# TASK TO CARRY OUT
Would you reproduce, without any alteration, the lines from the opening line of the entries through the line that has "use crate::Error;" in it?

[Saved data entries]
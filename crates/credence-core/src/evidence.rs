//! Evidence: supporting or refuting material attached to a claim.

use std::{fmt, str::FromStr};

use chrono::{DateTime, Utc};
use serde::{Deserialize, Serialize};
use uuid::Uuid;

use crate::Error;

/// Whether a piece of evidence backs the claim or argues against it.
#[derive(Debug, Clone, Copy, PartialEq, Eq, Serialize, Deserialize)]
#[serde(rename_all = "lowercase")]
pub enum EvidenceKind {
  Supporting,
  Refuting,
}

impl EvidenceKind {
  pub fn as_str(self) -> &'static str {
    match self {
      Self::Supporting => "supporting",
      Self::Refuting => "refuting",
    }
  }
}

impl fmt::Display for EvidenceKind {
  fn fmt(&self, f: &mut fmt::Formatter<'_>) -> fmt::Result {
    f.write_str(self.as_str())
  }
}

impl FromStr for EvidenceKind {
  type Err = Error;

  fn from_str(s: &str) -> Result<Self, Self::Err> {
    match s {
      "supporting" => Ok(Self::Supporting),
      "refuting" => Ok(Self::Refuting),
      other => Err(Error::UnknownEvidenceType(other.to_owned())),
    }
  }
}

#[derive(Debug, Clone, Serialize, Deserialize)]
pub struct Evidence {
  pub id:              Uuid,
  pub claim_id:        Uuid,
  pub user_id:         Uuid,
  pub author_username: Option<String>,
  pub content:         String,
  #[serde(rename = "type")]
  pub kind:            EvidenceKind,
  pub source_url:      Option<String>,
  pub created_at:      DateTime<Utc>,
}

/// Input to [`CredenceStore::add_evidence`](crate::store::CredenceStore::add_evidence).
#[derive(Debug, Clone)]
pub struct NewEvidence {
  pub claim_id:   Uuid,
  pub user_id:    Uuid,
  pub content:    String,
  pub kind:       EvidenceKind,
  pub source_url: Option<String>,
}

#[cfg(test)]
mod tests {
  use super::*;

  #[test]
  fn kind_serializes_under_type_key() {
    let ev = Evidence {
      id:              Uuid::nil(),
      claim_id:        Uuid::nil(),
      user_id:         Uuid::nil(),
      author_username: Some("alice".into()),
      content:         "NASA press release".into(),
      kind:            EvidenceKind::Refuting,
      source_url:      None,
      created_at:      Utc::now(),
    };
    let json = serde_json::to_value(&ev).unwrap();
    assert_eq!(json["type"], "refuting");
    assert!(json["source_url"].is_null());
  }

  #[test]
  fn unknown_kind_is_rejected() {
    assert!(matches!(
      "neutral".parse::<EvidenceKind>(),
      Err(Error::UnknownEvidenceType(_))
    ));
  }
}
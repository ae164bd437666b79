use std::fmt;

use once_cell::sync::Lazy;

use crate::error::{SolverError, SolverResult};

pub const RANKS_STR: &str = "23456789TJQKA";
pub const SUITS_STR: &str = "shdc";

/// Number of one-card holdings in the river abstraction (one per deck card).
pub const NUM_HANDS: usize = 52;

/// Number of cards on a river board.
pub const BOARD_SIZE: usize = 5;

#[derive(Debug, Clone, Copy, PartialEq, Eq, PartialOrd, Ord, Hash)]
pub enum Rank {
    Two = 2,
    Three = 3,
    Four = 4,
    Five = 5,
    Six = 6,
    Seven = 7,
    Eight = 8,
    Nine = 9,
    Ten = 10,
    Jack = 11,
    Queen = 12,
    King = 13,
    Ace = 14,
}

impl Rank {
    pub fn from_char(c: char) -> SolverResult<Rank> {
        match c {
            '2' => Ok(Rank::Two),
            '3' => Ok(Rank::Three),
            '4' => Ok(Rank::Four),
            '5' => Ok(Rank::Five),
            '6' => Ok(Rank::Six),
            '7' => Ok(Rank::Seven),
            '8' => Ok(Rank::Eight),
            '9' => Ok(Rank::Nine),
            'T' => Ok(Rank::Ten),
            'J' => Ok(Rank::Jack),
            'Q' => Ok(Rank::Queen),
            'K' => Ok(Rank::King),
            'A' => Ok(Rank::Ace),
            _ => Err(SolverError::InvalidRank(c)),
        }
    }

    pub fn to_char(self) -> char {
        match self {
            Rank::Two => '2',
            Rank::Three => '3',
            Rank::Four => '4',
            Rank::Five => '5',
            Rank::Six => '6',
            Rank::Seven => '7',
            Rank::Eight => '8',
            Rank::Nine => '9',
            Rank::Ten => 'T',
            Rank::Jack => 'J',
            Rank::Queen => 'Q',
            Rank::King => 'K',
            Rank::Ace => 'A',
        }
    }

    pub fn value(self) -> u8 {
        self as u8
    }

    /// Index into RANKS_STR order: Two = 0, Ace = 12.
    pub fn index(self) -> usize {
        self as usize - 2
    }
}

pub const ALL_RANKS: [Rank; 13] = [
    Rank::Two,
    Rank::Three,
    Rank::Four,
    Rank::Five,
    Rank::Six,
    Rank::Seven,
    Rank::Eight,
    Rank::Nine,
    Rank::Ten,
    Rank::Jack,
    Rank::Queen,
    Rank::King,
    Rank::Ace,
];

#[derive(Debug, Clone, Copy, PartialEq, Eq, PartialOrd, Ord, Hash)]
pub enum Suit {
    Spades,
    Hearts,
    Diamonds,
    Clubs,
}

impl Suit {
    pub fn from_char(c: char) -> SolverResult<Suit> {
        match c.to_ascii_lowercase() {
            's' => Ok(Suit::Spades),
            'h' => Ok(Suit::Hearts),
            'd' => Ok(Suit::Diamonds),
            'c' => Ok(Suit::Clubs),
            _ => Err(SolverError::InvalidSuit(c)),
        }
    }

    pub fn to_char(self) -> char {
        match self {
            Suit::Spades => 's',
            Suit::Hearts => 'h',
            Suit::Diamonds => 'd',
            Suit::Clubs => 'c',
        }
    }

    pub fn symbol(self) -> &'static str {
        match self {
            Suit::Spades => "\u{2660}",
            Suit::Hearts => "\u{2665}",
            Suit::Diamonds => "\u{2666}",
            Suit::Clubs => "\u{2663}",
        }
    }

    /// Index into SUITS_STR order: Spades = 0, Clubs = 3.
    pub fn index(self) -> usize {
        self as usize
    }
}

pub const ALL_SUITS: [Suit; 4] = [Suit::Spades, Suit::Hearts, Suit::Diamonds, Suit::Clubs];

#[derive(Debug, Clone, Copy, PartialEq, Eq, Hash)]
pub struct Card {
    pub rank: Rank,
    pub suit: Suit,
}

impl Card {
    pub fn new(rank: Rank, suit: Suit) -> Card {
        Card { rank, suit }
    }

    pub fn value(&self) -> u8 {
        self.rank.value()
    }

    pub fn pretty(&self) -> String {
        format!("{}{}", self.rank.to_char(), self.suit.symbol())
    }
}

impl fmt::Display for Card {
    fn fmt(&self, f: &mut fmt::Formatter<'_>) -> fmt::Result {
        write!(f, "{}{}", self.rank.to_char(), self.suit.to_char())
    }
}

pub fn parse_card(notation: &str) -> SolverResult<Card> {
    let notation = notation.trim();
    let chars: Vec<char> = notation.chars().collect();
    if chars.len() != 2 {
        return Err(SolverError::InvalidCardNotation(notation.to_string()));
    }
    let rank = Rank::from_char(chars[0].to_ascii_uppercase())?;
    let suit = Suit::from_char(chars[1])?;
    Ok(Card::new(rank, suit))
}

// ---------------------------------------------------------------------------
// Hand universe
// ---------------------------------------------------------------------------

/// The 52 one-card holdings in rank-major order: "2s", "2h", "2d", "2c",
/// "3s", ..., "Ac". Index = rank_index * 4 + suit_index.
pub static HAND_CODES: Lazy<Vec<String>> = Lazy::new(|| {
    ALL_RANKS
        .iter()
        .flat_map(|&r| {
            ALL_SUITS
                .iter()
                .map(move |&s| format!("{}{}", r.to_char(), s.to_char()))
        })
        .collect()
});

/// Universe index of a card.
#[inline]
pub fn hand_index(card: Card) -> usize {
    card.rank.index() * ALL_SUITS.len() + card.suit.index()
}

/// Card at a universe index.
pub fn index_card(idx: usize) -> Card {
    Card::new(ALL_RANKS[idx / 4], ALL_SUITS[idx % 4])
}

/// Code string for a universe index.
pub fn hand_code(idx: usize) -> &'static str {
    &HAND_CODES[idx]
}

/// Universe index of a hand code like "Ah".
pub fn parse_hand(notation: &str) -> SolverResult<usize> {
    let card =
        parse_card(notation).map_err(|_| SolverError::UnknownHand(notation.to_string()))?;
    Ok(hand_index(card))
}

// ---------------------------------------------------------------------------
// Board
// ---------------------------------------------------------------------------

/// A fixed river board: exactly 5 distinct cards, plus the derived blocked
/// flag for each holding in the universe (true iff the holding's card sits
/// on the board).
#[derive(Debug, Clone)]
pub struct Board {
    cards: [Card; BOARD_SIZE],
    blocked: [bool; NUM_HANDS],
}

impl Board {
    pub fn new(cards: [Card; BOARD_SIZE]) -> SolverResult<Board> {
        for i in 0..BOARD_SIZE {
            for j in (i + 1)..BOARD_SIZE {
                if cards[i] == cards[j] {
                    return Err(SolverError::DuplicateBoardCard(cards[i].to_string()));
                }
            }
        }
        let mut blocked = [false; NUM_HANDS];
        for &c in &cards {
            blocked[hand_index(c)] = true;
        }
        Ok(Board { cards, blocked })
    }

    /// Parse a board from whitespace-separated (or run-together) 2-char
    /// card codes, e.g. "Ks Th 7s 4d 2s" or "KsTh7s4d2s".
    pub fn parse(notation: &str) -> SolverResult<Board> {
        let cleaned: String = notation
            .chars()
            .filter(|c| !c.is_whitespace() && *c != ',')
            .collect();
        if cleaned.len() % 2 != 0 {
            return Err(SolverError::InvalidBoardNotation(notation.trim().to_string()));
        }
        let chars: Vec<char> = cleaned.chars().collect();
        let mut cards = Vec::with_capacity(BOARD_SIZE);
        for pair in chars.chunks(2) {
            let code: String = pair.iter().collect();
            cards.push(parse_card(&code)?);
        }
        if cards.len() != BOARD_SIZE {
            return Err(SolverError::WrongBoardSize(cards.len()));
        }
        let fixed: [Card; BOARD_SIZE] = [cards[0], cards[1], cards[2], cards[3], cards[4]];
        Board::new(fixed)
    }

    pub fn cards(&self) -> &[Card; BOARD_SIZE] {
        &self.cards
    }

    /// True iff the holding at this universe index shares its card with
    /// the board.
    #[inline]
    pub fn is_blocked(&self, hand: usize) -> bool {
        self.blocked[hand]
    }

    /// Board card codes in board order.
    pub fn codes(&self) -> Vec<String> {
        self.cards.iter().map(|c| c.to_string()).collect()
    }
}

impl fmt::Display for Board {
    fn fmt(&self, f: &mut fmt::Formatter<'_>) -> fmt::Result {
        write!(f, "{}", self.codes().join(" "))
    }
}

# FINAL ANSWER
filename crates/credence-core/src/evidence.rs
//! Evidence: supporting or refuting material attached to a claim.

use std::{fmt, str::FromStr};

use chrono::{DateTime, Utc};
use serde::{Deserialize, Serialize};
use uuid::Uuid;

use crate::Error;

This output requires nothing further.